Cash or Credit? UK public spending cuts and the IMF

Posted on Thursday 9th June 2011

George Osborne has doggedly fought back at critics of the government’s austerity strategy, repeating the mantra that sustaining the ‘policy credibility’ of UK plc with financial markets and investors is the paramount challenge facing this parliament. This week the Chancellor of the Exchequer has been able to draw on an apparent endorsement from the International Monetary Fund (IMF) for his agenda of public spending cuts and the Coalition's broader economic policy choices. But is the IMF’s ‘endorsement’ all that the Chancellor makes it out to be?

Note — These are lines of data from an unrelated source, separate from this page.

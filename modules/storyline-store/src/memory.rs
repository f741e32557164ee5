//! In-memory store with a change feed. Backs tests and offline replays.

use std::collections::{BTreeSet, HashSet};
use std::sync::{Mutex, MutexGuard, PoisonError};

use async_trait::async_trait;
use serde_json::{Map, Value};
use tracing::debug;

use crate::path::{PathPattern, Segment, StorePath};
use crate::store::{Batch, MutationFeed, Store, StoreError};
use crate::types::MutationEvent;

/// A JSON tree behind a mutex.
///
/// Follows the usual realtime-database conventions: `null` and empty objects
/// do not exist, so removing the last child of a node removes the node.
/// Every applied batch is diffed against the registered watches and the
/// resulting [`MutationEvent`]s queue up until [`MutationFeed::drain`].
pub struct MemoryStore {
    inner: Mutex<Inner>,
}

#[derive(Default)]
struct Inner {
    root: Map<String, Value>,
    watches: Vec<PathPattern>,
    pending: Vec<MutationEvent>,
    rejected: Vec<StorePath>,
    batches: u64,
}

impl MemoryStore {
    pub fn new() -> Self {
        Self {
            inner: Mutex::new(Inner::default()),
        }
    }

    /// Seed from a snapshot. No events are produced for the seed.
    pub fn from_value(value: Value) -> Self {
        let root = match normalize(value) {
            Some(Value::Object(map)) => map,
            _ => Map::new(),
        };
        Self {
            inner: Mutex::new(Inner {
                root,
                ..Inner::default()
            }),
        }
    }

    /// Copy of the whole tree.
    pub fn snapshot(&self) -> Value {
        Value::Object(self.lock().root.clone())
    }

    /// Make every batch touching `prefix` (or below) fail with
    /// [`StoreError::Rejected`].
    pub fn reject(&self, prefix: StorePath) {
        self.lock().rejected.push(prefix);
    }

    /// Lift every rejection installed by [`MemoryStore::reject`].
    pub fn clear_rejections(&self) {
        self.lock().rejected.clear();
    }

    /// Number of successfully applied writes, batched or single.
    pub fn batch_count(&self) -> u64 {
        self.lock().batches
    }

    fn lock(&self) -> MutexGuard<'_, Inner> {
        self.inner.lock().unwrap_or_else(PoisonError::into_inner)
    }

    fn apply(&self, batch: Batch) -> Result<(), StoreError> {
        let mut inner = self.lock();

        if let Some(path) = batch
            .paths()
            .find(|p| inner.rejected.iter().any(|r| p.starts_with(r)))
        {
            return Err(StoreError::Rejected {
                path: path.clone(),
                reason: "path is not writable".into(),
            });
        }

        let touched: Vec<StorePath> = batch.paths().cloned().collect();
        let old_root = Value::Object(inner.root.clone());

        for (path, value) in batch.into_entries() {
            set_at(&mut inner.root, path.segments(), value.and_then(normalize));
        }
        inner.batches += 1;

        let new_root = Value::Object(inner.root.clone());
        let mut seen = HashSet::new();
        let mut events = Vec::new();
        for pattern in &inner.watches {
            if !touched.iter().any(|p| pattern.overlaps(p)) {
                continue;
            }
            collect_changes(
                pattern.segments(),
                StorePath::root(),
                Some(&old_root),
                Some(&new_root),
                &mut seen,
                &mut events,
            );
        }

        debug!(paths = touched.len(), events = events.len(), "Applied batch");
        inner.pending.extend(events);
        Ok(())
    }
}

impl Default for MemoryStore {
    fn default() -> Self {
        Self::new()
    }
}

#[async_trait]
impl Store for MemoryStore {
    async fn read(&self, path: &StorePath) -> Result<Option<Value>, StoreError> {
        let inner = self.lock();
        if path.is_root() {
            return Ok((!inner.root.is_empty()).then(|| Value::Object(inner.root.clone())));
        }
        Ok(lookup(&inner.root, path.segments()).cloned())
    }

    async fn write(&self, path: &StorePath, value: Value) -> Result<(), StoreError> {
        let mut batch = Batch::new();
        batch.put(path.clone(), Some(value));
        self.apply(batch)
    }

    async fn remove(&self, path: &StorePath) -> Result<(), StoreError> {
        let mut batch = Batch::new();
        batch.put(path.clone(), None);
        self.apply(batch)
    }

    async fn batch_write(&self, batch: Batch) -> Result<(), StoreError> {
        if batch.is_empty() {
            return Ok(());
        }
        self.apply(batch)
    }
}

impl MutationFeed for MemoryStore {
    fn watch(&self, pattern: PathPattern) {
        let mut inner = self.lock();
        if !inner.watches.contains(&pattern) {
            inner.watches.push(pattern);
        }
    }

    fn drain(&self) -> Vec<MutationEvent> {
        std::mem::take(&mut self.lock().pending)
    }

    fn requeue(&self, events: Vec<MutationEvent>) {
        if events.is_empty() {
            return;
        }
        debug!(events = events.len(), "Requeued events for redelivery");
        self.lock().pending.splice(0..0, events);
    }
}

// ---------------------------------------------------------------------------
// Tree helpers
// ---------------------------------------------------------------------------

/// Drop nulls and empty objects, recursively.
fn normalize(value: Value) -> Option<Value> {
    match value {
        Value::Null => None,
        Value::Object(map) => {
            let map: Map<String, Value> = map
                .into_iter()
                .filter_map(|(k, v)| normalize(v).map(|v| (k, v)))
                .collect();
            (!map.is_empty()).then_some(Value::Object(map))
        }
        other => Some(other),
    }
}

fn lookup<'a>(root: &'a Map<String, Value>, segments: &[String]) -> Option<&'a Value> {
    let (first, rest) = segments.split_first()?;
    let mut node = root.get(first)?;
    for segment in rest {
        node = node.as_object()?.get(segment)?;
    }
    Some(node)
}

fn child<'a>(value: Option<&'a Value>, key: &str) -> Option<&'a Value> {
    value.and_then(Value::as_object).and_then(|m| m.get(key))
}

/// Write (or remove, when `value` is `None`) at `segments`, pruning empty parents.
fn set_at(node: &mut Map<String, Value>, segments: &[String], value: Option<Value>) {
    let Some((first, rest)) = segments.split_first() else {
        // Root write: replace the whole tree.
        *node = match value {
            Some(Value::Object(map)) => map,
            _ => Map::new(),
        };
        return;
    };

    if rest.is_empty() {
        match value {
            Some(v) => {
                node.insert(first.clone(), v);
            }
            None => {
                node.remove(first);
            }
        }
        return;
    }

    if value.is_none() && !node.contains_key(first) {
        return;
    }

    let child = node
        .entry(first.clone())
        .or_insert_with(|| Value::Object(Map::new()));
    if !child.is_object() {
        *child = Value::Object(Map::new());
    }
    if let Value::Object(map) = child {
        set_at(map, rest, value);
        if map.is_empty() {
            node.remove(first);
        }
    }
}

/// Walk `segments` through the old and new trees in lockstep, emitting an
/// event for every concrete location whose value differs.
fn collect_changes(
    segments: &[Segment],
    prefix: StorePath,
    old: Option<&Value>,
    new: Option<&Value>,
    seen: &mut HashSet<StorePath>,
    out: &mut Vec<MutationEvent>,
) {
    if old == new {
        return;
    }

    let Some((segment, rest)) = segments.split_first() else {
        if seen.insert(prefix.clone()) {
            out.push(MutationEvent::new(prefix, old.cloned(), new.cloned()));
        }
        return;
    };

    match segment {
        Segment::Static(key) => {
            collect_changes(
                rest,
                prefix.child(key),
                child(old, key),
                child(new, key),
                seen,
                out,
            );
        }
        Segment::Capture(_) => {
            let keys: BTreeSet<&String> = [old, new]
                .into_iter()
                .flatten()
                .filter_map(Value::as_object)
                .flat_map(|m| m.keys())
                .collect();
            for key in keys {
                collect_changes(
                    rest,
                    prefix.child(key),
                    child(old, key),
                    child(new, key),
                    seen,
                    out,
                );
            }
        }
    }
}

Governments of all political stripes rush to claim credit when international institutions offer praise for their policy choices – and quickly play the blame game if faced with criticism. When it comes to economic policy, the key international institution that can offer a crucial source of political cover – or trim a government’s sails with censure – is the IMF. Despite lacking public support or democratic legitimacy, the IMF’s pronouncements on a country’s economic policy framework can impact upon the government’s overall political fortunes and investor confidence, and influences the public standing of the finance minister in particular. One danger of putting too much stock in the IMF’s pronouncements on the health and future prospects of the British economy based on a single report delivered at a specific stage in the business cycle is the IMF’s poor record in getting the details right in economic forecasting. Much like the problems of accurately forecasting the weather a week in advance, national performance in the world economy can fluctuate at short notice. The challenges of economic forecasting for an international institution like the IMF multiply exponentially during a financial crisis, when a good bet one day can quickly become a rash gamble the next (as the IMF previously discovered in East Asia in 1997).

Beyond the understandable difficulties of achieving accurate economic forecasting and smart policy design during ‘hard times’, the main problem with over-egging the findings of a single report from the IMF on the UK economy lies in the institution’s role. The IMF rates sound money (low inflation) and sound public finances (low public debt / budget deficits) as paramount concerns in its pursuit of global macroeconomic stability. There are obvious reasons for this approach from the IMF’s viewpoint: instability is (usually) bad for business, bad for workers and households, and ultimately bad for a government’s longevity. But this casts the IMF’s ‘concluding statement’ on the performance of the UK economy in a different light to that shown by the Coalition’s bullish Chancellor (read the IMF’s ‘concluding statement’).

Despite the rapid proliferation of headlines proclaiming the IMF’s backing for the Coalition’s strategy, the annual report on the UK economy was not an unqualified endorsement of Osborne’s ‘no turning back’ approach to economic policy. IMF staff identified a range of potential risks to the Coalition’s economic strategy – especially the risk of an increase in long-term structural unemployment – and prescribed possible ‘Plan Bs’ including temporary tax cuts targeted towards investment, low-income households, and job creation policies to stimulate demand. Nonetheless, the statement by IMF staff that the health ‘of the UK financial system is a global public good’ was less about whether the government’s policy choices are best for the welfare of UK workers, households, and businesses, and more concerned with the health and stability of the world economy as a whole (and the institution’s growing focus on ‘spill over effects’ between economies). Rightly so: the IMF has a very different ‘constituency’ it must respond to than democratically-elected national governments. It is in this context that predicted economic growth of 1.5% in 2011 can be described as ‘moderate’ rather than disastrous, and ‘fiscal consolidation’ is linked to ‘preserving confidence in debt sustainability’ rather than preserving jobs, consumer demand, and the quality of the country’s public services. As often proves to be the case, what matters most here is what is not being said out loud: the confidence of financial markets and credit rating agencies at the big end of town outweighs the importance of maintaining people’s confidence in their job prospects, financial security, household living standards, and the future quality of public services. On this, the IMF and the Coalition implicitly agree (both would argue that the former is a prerequisite for attaining the latter). Yet while the IMF’s job is to safeguard global economic stability, the government’s job is to choose an economic strategy that safeguards the welfare of the British public.

Dr. André Broome
Senior Lecturer in International Political Economy in the Department of Political Science and International Studies. He is also the author of The Currency of Power: The IMF and Monetary Reform in Central Asia.